Niemniej jednak, czytając kolejny nowy wysyp postów po mojej kolejnej nazbyt długiej wypowiedzi - formalnie stwierdzam, że znowu marudzicie !

I znowu Wujek Karol - Singiel z urodzenia przez matkę, musi zostać Wujkiem Dobrą Radą. Tym razem w takiej oto sprawie...

Posłuchajta: ja też się lubię przytulać. Serio. Bardzo. Nawet bardzo za bardzo jak na faceta. Ale... czy to jest powód, abym otaczał się jakimś futrzakiem typu zoo (sierściuch, czy psina jakaś) - no nie, toż to zoofilia męczyć sierściuchy przytulając je ! W takim razie - może futrzakiem płci żeńskiej się otoczyć - na stałe, na moje singlowskie pokoje wpuścić ? O BROŃ PANIE BOŻE !!! Tą opcję już parokrotnie przerabiałem i naprawdę znajdę 1000 i jeden powód przeciwko.

Jak więc sobie drogie panny radzić z takim oto nietypowym "problemem" jak brak przytulania pomimo bardzo jego lubienia i pożądania ?

Proste. Trzeba mieć... PRZYJACIÓŁ !!! Uczciwie mówiąc - facetom jest tu znacznie trudniej, bo statystyczny facet swoje emocjonalne nastroje powinien wyładowywać w ramionach wyłącznie płci przeciwnej, natomiast wy kobiety spokojnie możecie raz na jakiś czas zapraszać do przytulania nie tylko kumpli, ale i kumpelki !

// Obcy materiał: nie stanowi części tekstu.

//! Recommendation service
//!
//! Turns a free-text query into scored matches by delegating the
//! nearest-neighbour search to the semantic index.

use crate::text::{scored_match, similar_query_text};
use cine_core::{CineError, Movie, Result, ScoredMatch};
use cine_vector::SemanticIndex;

/// Similarity-based recommendations
#[derive(Clone)]
pub struct RecommendationService {
    index: Option<SemanticIndex>,
}

impl RecommendationService {
    pub fn new(index: Option<SemanticIndex>) -> Self {
        Self { index }
    }

    /// Whether a vector index is configured
    pub fn is_available(&self) -> bool {
        self.index.is_some()
    }

    /// Up to `k` matches for `query`, in the index's ranking order
    pub async fn recommend(&self, query: &str, k: usize) -> Result<Vec<ScoredMatch>> {
        let index = self.index.as_ref().ok_or_else(|| {
            CineError::IndexUnavailable("vector index not available".to_string())
        })?;

        if k == 0 {
            return Err(CineError::ValidationError("k must be at least 1".to_string()));
        }
        if query.trim().is_empty() {
            return Err(CineError::ValidationError("query required".to_string()));
        }

        let raw = index.search_with_distance(query, k).await?;
        tracing::debug!(k, hits = raw.len(), "Similarity search complete");

        Ok(raw.into_iter().take(k).map(scored_match).collect())
    }

    /// Movies similar to `movie`, excluding the movie itself
    ///
    /// Requests `k` neighbours before filtering, so fewer than `k` may come back.
    pub async fn similar_to(&self, movie: &Movie, k: usize) -> Result<Vec<ScoredMatch>> {
        let matches = self.recommend(&similar_query_text(movie), k).await?;
        Ok(matches.into_iter().filter(|m| m.id != movie.id).collect())
    }
}

#[cfg(test)]
mod tests {
    use super::*;
    use crate::catalog::CatalogService;
    use crate::testing::{semantic, StaticIndex};
    use cine_core::{MovieFields, RawMatch};
    use cine_store::MemoryStore;
    use cine_vector::{HashingEmbedding, MemoryIndex};
    use std::sync::Arc;

    fn raw(id: Option<&str>, title: Option<&str>, distance: f32) -> RawMatch {
        RawMatch {
            id: id.map(String::from),
            title: title.map(String::from),
            distance,
        }
    }

    fn static_service(matches: Vec<RawMatch>) -> RecommendationService {
        RecommendationService::new(Some(SemanticIndex::new(
            Arc::new(HashingEmbedding::new(8)),
            Arc::new(StaticIndex::new(8, matches)),
        )))
    }

    #[tokio::test]
    async fn test_no_index_fails() {
        let service = RecommendationService::new(None);
        let err = service.recommend("dream thief", 5).await.unwrap_err();
        assert!(matches!(err, CineError::IndexUnavailable(_)));
        assert!(!service.is_available());
    }

    #[tokio::test]
    async fn test_zero_k_rejected() {
        let service = static_service(vec![]);
        assert!(matches!(
            service.recommend("x", 0).await,
            Err(CineError::ValidationError(_))
        ));
        assert!(matches!(
            service.recommend("  ", 3).await,
            Err(CineError::ValidationError(_))
        ));
    }

    #[tokio::test]
    async fn test_scores_preserve_order_and_truncate() {
        let service = static_service(vec![
            raw(Some("a"), Some("A"), 0.1),
            raw(Some("b"), Some("B"), 1.0),
            raw(Some("c"), Some("C"), 1.5),
            raw(None, None, 0.3),
        ]);

        let matches = service.recommend("anything", 3).await.unwrap();
        assert_eq!(matches.len(), 3);
        assert_eq!(matches[0].id, "a");
        assert_eq!(matches[0].similarity, 0.9);
        assert_eq!(matches[1].similarity, 0.0);
        assert_eq!(matches[2].similarity, 0.0);
        for m in &matches {
            assert!((0.0..=1.0).contains(&m.similarity));
        }
    }

    #[tokio::test]
    async fn test_missing_metadata_defaults() {
        let service = static_service(vec![raw(None, None, 0.5)]);
        let matches = service.recommend("anything", 1).await.unwrap();
        assert_eq!(matches[0].id, "unknown");
        assert_eq!(matches[0].title, "Unknown Title");
    }

    #[tokio::test]
    async fn test_duplicates_are_kept() {
        let service = static_service(vec![
            raw(Some("a"), Some("A"), 0.2),
            raw(Some("a"), Some("A"), 0.2),
        ]);
        assert_eq!(service.recommend("anything", 5).await.unwrap().len(), 2);
    }

    #[tokio::test]
    async fn test_added_movie_is_recommended() {
        let index = semantic(Arc::new(MemoryIndex::new(512)));
        let catalog = CatalogService::new(Some(Arc::new(MemoryStore::new())), Some(index.clone()));
        let service = RecommendationService::new(Some(index));

        let added = catalog
            .add_movie(
                MovieFields::new("Inception")
                    .with_description("A thief who steals secrets via dreams"),
            )
            .await
            .unwrap();
        assert!(added.is_indexed());

        let matches = service.recommend("dream thief", 5).await.unwrap();
        let hit = matches
            .iter()
            .find(|m| m.id == added.id)
            .expect("added movie should be recommended");
        assert_eq!(hit.title, "Inception");
        assert!(hit.similarity > 0.0);
    }

    #[tokio::test]
    async fn test_similar_to_excludes_self() {
        let index = semantic(Arc::new(MemoryIndex::new(512)));
        let catalog = CatalogService::new(Some(Arc::new(MemoryStore::new())), Some(index.clone()));
        let service = RecommendationService::new(Some(index));

        let heat = catalog
            .add_movie(MovieFields::new("Heat").with_description("A crew of bank robbers"))
            .await
            .unwrap();
        let other = catalog
            .add_movie(MovieFields::new("The Town").with_description("Bank robbers in Boston"))
            .await
            .unwrap();

        let matches = service.similar_to(&heat.movie, 3).await.unwrap();
        assert!(matches.iter().all(|m| m.id != heat.id));
        assert!(matches.iter().any(|m| m.id == other.id));
    }
}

Od razu ustalmy nomenklaturę - mówimy tu o PRZYTULANIU, a nie przytulaniu z opcją przyłożenia, wszyscy wiemy o czym mówię

Tak więc instytucja lubianych koleżanek i kolegów, czy też w bardziej zaawansowanej opcji którą raczej preferuję w tej sytuacji - zaufanych przyjaciółek i przyjaciół - doskonale załatwia nam problem braku przytulania. Stąd ja nie odmawiam moim co bardziej bliskim kumpelkom zaproszeń i od czasu do czasu nocuję sobie u nich właśnie po to, aby podtrzymać ogólnoświatowy Dzień Przytulania.

I to jest zdrowe rozwiązanie, bo wszyscy są wyprzytulani, nie doszło do moralnie dwuznacznych sytuacji, więc nadal możemy się spikać na pogaduszki, nawijać przez komórofony, jeść razem obiadki, czasem wspólnie zabalować, czy wyjechać. A przy tym nie łamiemy swojego jedynego słusznego stanu wolności osobistej i nieskrępowania, czyli singlostwa.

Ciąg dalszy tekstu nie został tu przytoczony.